### TASK PROMPT
Please return every line below that contains the string "Dean".

### RECORDS TO PROCESS
-----
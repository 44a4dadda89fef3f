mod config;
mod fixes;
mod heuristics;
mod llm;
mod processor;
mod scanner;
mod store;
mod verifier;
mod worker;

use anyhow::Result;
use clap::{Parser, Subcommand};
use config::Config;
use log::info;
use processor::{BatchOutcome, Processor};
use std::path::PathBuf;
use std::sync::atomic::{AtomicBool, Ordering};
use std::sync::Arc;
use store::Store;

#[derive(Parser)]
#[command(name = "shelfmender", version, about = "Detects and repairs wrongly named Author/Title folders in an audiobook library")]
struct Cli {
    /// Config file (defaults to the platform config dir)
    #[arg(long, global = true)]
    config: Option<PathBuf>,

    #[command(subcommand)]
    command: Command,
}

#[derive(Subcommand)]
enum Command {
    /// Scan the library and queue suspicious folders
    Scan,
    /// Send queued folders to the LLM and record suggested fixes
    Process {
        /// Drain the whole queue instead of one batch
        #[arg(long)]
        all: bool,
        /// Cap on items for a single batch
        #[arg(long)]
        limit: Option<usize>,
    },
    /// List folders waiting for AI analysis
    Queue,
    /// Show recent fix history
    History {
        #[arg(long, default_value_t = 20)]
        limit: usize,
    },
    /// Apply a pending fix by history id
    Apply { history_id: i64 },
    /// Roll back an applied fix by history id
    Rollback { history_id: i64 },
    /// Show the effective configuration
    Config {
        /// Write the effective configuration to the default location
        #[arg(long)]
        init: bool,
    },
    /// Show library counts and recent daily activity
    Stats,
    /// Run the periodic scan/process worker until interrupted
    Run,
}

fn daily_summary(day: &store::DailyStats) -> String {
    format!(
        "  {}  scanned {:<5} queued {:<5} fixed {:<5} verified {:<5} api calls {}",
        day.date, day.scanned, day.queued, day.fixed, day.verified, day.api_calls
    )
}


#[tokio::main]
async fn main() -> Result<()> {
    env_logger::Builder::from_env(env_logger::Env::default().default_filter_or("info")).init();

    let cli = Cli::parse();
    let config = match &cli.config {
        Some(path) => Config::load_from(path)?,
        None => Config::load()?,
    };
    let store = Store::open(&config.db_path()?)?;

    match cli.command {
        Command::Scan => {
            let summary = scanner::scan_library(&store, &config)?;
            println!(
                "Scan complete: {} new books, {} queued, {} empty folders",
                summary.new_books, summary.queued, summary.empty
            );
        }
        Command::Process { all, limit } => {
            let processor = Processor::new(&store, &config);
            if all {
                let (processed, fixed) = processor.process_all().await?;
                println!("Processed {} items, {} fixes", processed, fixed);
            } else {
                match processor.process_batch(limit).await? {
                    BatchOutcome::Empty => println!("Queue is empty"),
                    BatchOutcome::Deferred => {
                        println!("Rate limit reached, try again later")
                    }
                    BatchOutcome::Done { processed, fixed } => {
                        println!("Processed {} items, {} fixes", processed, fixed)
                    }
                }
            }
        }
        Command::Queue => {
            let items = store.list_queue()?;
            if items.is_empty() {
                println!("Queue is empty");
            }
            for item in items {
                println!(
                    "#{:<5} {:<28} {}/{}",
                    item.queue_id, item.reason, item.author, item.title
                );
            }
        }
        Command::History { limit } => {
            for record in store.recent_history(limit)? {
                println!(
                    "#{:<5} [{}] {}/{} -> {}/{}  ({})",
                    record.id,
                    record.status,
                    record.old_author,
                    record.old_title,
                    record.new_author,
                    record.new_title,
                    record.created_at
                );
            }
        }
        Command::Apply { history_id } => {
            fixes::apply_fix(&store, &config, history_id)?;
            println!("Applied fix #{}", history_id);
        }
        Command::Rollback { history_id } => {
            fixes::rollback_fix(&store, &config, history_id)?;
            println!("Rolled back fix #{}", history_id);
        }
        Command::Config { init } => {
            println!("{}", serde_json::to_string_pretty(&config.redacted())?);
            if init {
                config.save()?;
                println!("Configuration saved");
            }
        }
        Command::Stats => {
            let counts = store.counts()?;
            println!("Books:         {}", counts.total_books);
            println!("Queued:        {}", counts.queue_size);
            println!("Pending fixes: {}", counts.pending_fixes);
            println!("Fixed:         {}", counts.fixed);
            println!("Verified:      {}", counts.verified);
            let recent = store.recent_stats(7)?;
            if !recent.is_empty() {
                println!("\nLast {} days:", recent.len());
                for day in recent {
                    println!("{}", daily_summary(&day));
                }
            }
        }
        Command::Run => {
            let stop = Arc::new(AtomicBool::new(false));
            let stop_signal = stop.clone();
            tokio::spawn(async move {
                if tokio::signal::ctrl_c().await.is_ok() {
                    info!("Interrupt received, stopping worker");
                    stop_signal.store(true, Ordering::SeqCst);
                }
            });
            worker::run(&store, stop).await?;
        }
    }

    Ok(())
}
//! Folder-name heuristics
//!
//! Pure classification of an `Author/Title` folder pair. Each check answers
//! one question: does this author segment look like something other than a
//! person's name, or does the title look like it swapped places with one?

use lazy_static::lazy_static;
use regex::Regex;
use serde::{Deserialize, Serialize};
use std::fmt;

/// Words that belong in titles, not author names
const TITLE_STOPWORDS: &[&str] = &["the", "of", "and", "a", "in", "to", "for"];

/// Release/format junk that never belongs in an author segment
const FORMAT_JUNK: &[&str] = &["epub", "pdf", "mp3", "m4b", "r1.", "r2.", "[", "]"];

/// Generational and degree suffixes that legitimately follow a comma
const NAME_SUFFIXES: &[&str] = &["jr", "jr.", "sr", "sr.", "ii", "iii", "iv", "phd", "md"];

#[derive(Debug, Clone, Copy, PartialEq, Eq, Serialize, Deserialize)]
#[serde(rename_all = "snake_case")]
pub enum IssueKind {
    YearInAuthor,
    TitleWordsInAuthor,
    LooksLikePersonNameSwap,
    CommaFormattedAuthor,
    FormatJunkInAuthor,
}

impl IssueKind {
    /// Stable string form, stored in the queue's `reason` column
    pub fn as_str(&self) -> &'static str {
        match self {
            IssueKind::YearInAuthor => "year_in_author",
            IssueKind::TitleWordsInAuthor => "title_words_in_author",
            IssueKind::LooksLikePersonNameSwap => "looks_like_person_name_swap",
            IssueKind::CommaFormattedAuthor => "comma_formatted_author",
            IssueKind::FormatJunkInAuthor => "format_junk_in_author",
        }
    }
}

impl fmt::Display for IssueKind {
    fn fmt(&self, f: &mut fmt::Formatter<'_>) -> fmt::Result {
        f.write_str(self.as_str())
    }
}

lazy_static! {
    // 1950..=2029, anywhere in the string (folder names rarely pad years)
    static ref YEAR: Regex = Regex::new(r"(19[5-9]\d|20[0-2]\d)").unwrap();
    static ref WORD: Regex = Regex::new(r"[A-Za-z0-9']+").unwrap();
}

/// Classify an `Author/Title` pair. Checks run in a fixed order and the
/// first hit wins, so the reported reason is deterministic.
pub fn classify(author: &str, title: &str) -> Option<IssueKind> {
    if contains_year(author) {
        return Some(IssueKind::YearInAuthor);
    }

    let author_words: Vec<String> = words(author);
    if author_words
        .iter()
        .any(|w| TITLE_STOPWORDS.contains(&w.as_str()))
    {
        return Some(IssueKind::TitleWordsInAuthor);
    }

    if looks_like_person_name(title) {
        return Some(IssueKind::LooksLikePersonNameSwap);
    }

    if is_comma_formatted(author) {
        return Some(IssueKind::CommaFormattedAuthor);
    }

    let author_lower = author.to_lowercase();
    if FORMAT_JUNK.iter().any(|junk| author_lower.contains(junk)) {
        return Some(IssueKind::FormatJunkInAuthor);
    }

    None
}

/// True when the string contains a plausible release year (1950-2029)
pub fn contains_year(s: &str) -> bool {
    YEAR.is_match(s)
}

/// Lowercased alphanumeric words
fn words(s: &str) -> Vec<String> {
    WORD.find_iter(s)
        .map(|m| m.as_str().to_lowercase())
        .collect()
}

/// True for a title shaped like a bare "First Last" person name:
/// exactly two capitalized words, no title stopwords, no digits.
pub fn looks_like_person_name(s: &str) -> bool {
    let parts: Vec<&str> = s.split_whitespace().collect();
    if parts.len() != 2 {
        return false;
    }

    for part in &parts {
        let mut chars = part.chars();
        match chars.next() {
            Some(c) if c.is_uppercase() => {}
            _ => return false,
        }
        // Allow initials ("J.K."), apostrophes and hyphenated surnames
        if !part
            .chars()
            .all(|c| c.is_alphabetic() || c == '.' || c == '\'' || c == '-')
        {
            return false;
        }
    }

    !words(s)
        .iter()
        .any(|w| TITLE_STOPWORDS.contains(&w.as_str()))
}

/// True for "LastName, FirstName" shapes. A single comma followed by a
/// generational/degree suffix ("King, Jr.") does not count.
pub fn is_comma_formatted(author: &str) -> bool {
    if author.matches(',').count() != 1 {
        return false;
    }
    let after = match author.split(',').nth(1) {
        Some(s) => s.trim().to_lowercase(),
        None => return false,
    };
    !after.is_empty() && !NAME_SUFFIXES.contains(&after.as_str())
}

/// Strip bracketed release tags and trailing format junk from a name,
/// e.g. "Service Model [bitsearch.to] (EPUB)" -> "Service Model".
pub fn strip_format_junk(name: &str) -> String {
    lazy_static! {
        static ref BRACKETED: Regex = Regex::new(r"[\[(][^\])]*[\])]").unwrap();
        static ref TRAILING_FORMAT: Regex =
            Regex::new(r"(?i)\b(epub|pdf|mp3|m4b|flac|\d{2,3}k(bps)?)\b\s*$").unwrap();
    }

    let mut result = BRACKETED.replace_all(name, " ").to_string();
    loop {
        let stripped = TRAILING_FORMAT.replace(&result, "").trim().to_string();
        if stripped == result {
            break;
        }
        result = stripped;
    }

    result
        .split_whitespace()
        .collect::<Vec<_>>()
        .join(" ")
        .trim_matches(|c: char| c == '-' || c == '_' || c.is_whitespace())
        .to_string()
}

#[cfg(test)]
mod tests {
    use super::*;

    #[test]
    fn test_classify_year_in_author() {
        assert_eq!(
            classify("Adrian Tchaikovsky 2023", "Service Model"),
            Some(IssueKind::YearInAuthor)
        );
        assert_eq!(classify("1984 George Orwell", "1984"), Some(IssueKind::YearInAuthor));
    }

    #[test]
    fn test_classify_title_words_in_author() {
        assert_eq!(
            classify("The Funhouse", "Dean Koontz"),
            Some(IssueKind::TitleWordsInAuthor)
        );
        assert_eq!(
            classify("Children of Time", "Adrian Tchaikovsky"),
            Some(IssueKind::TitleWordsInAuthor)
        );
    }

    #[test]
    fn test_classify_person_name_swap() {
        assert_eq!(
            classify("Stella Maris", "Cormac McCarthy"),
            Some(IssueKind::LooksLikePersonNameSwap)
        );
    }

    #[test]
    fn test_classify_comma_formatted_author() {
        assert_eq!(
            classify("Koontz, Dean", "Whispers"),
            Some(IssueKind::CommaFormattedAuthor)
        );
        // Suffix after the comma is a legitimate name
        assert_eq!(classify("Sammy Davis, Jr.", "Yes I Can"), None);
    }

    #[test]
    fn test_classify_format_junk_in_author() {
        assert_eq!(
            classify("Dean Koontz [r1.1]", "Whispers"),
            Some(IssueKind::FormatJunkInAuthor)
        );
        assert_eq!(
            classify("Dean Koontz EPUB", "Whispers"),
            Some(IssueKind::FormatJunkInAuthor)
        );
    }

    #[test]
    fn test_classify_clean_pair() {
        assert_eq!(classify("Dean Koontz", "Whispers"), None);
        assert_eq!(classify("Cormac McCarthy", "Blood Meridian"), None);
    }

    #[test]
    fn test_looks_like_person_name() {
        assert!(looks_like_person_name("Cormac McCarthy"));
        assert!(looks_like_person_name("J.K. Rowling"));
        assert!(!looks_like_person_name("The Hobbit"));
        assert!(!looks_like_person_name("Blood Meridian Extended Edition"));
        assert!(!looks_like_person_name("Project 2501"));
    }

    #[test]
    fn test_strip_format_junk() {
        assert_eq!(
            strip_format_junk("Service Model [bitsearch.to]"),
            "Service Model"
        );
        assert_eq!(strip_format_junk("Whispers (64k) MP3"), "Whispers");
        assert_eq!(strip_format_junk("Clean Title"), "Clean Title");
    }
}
-----
### YOUR SOLUTION
            classify("The Funhouse", "Dean Koontz"),
            classify("Koontz, Dean", "Whispers"),
            classify("Dean Koontz [r1.1]", "Whispers"),
            classify("Dean Koontz EPUB", "Whispers"),
        assert_eq!(classify("Dean Koontz", "Whispers"), None);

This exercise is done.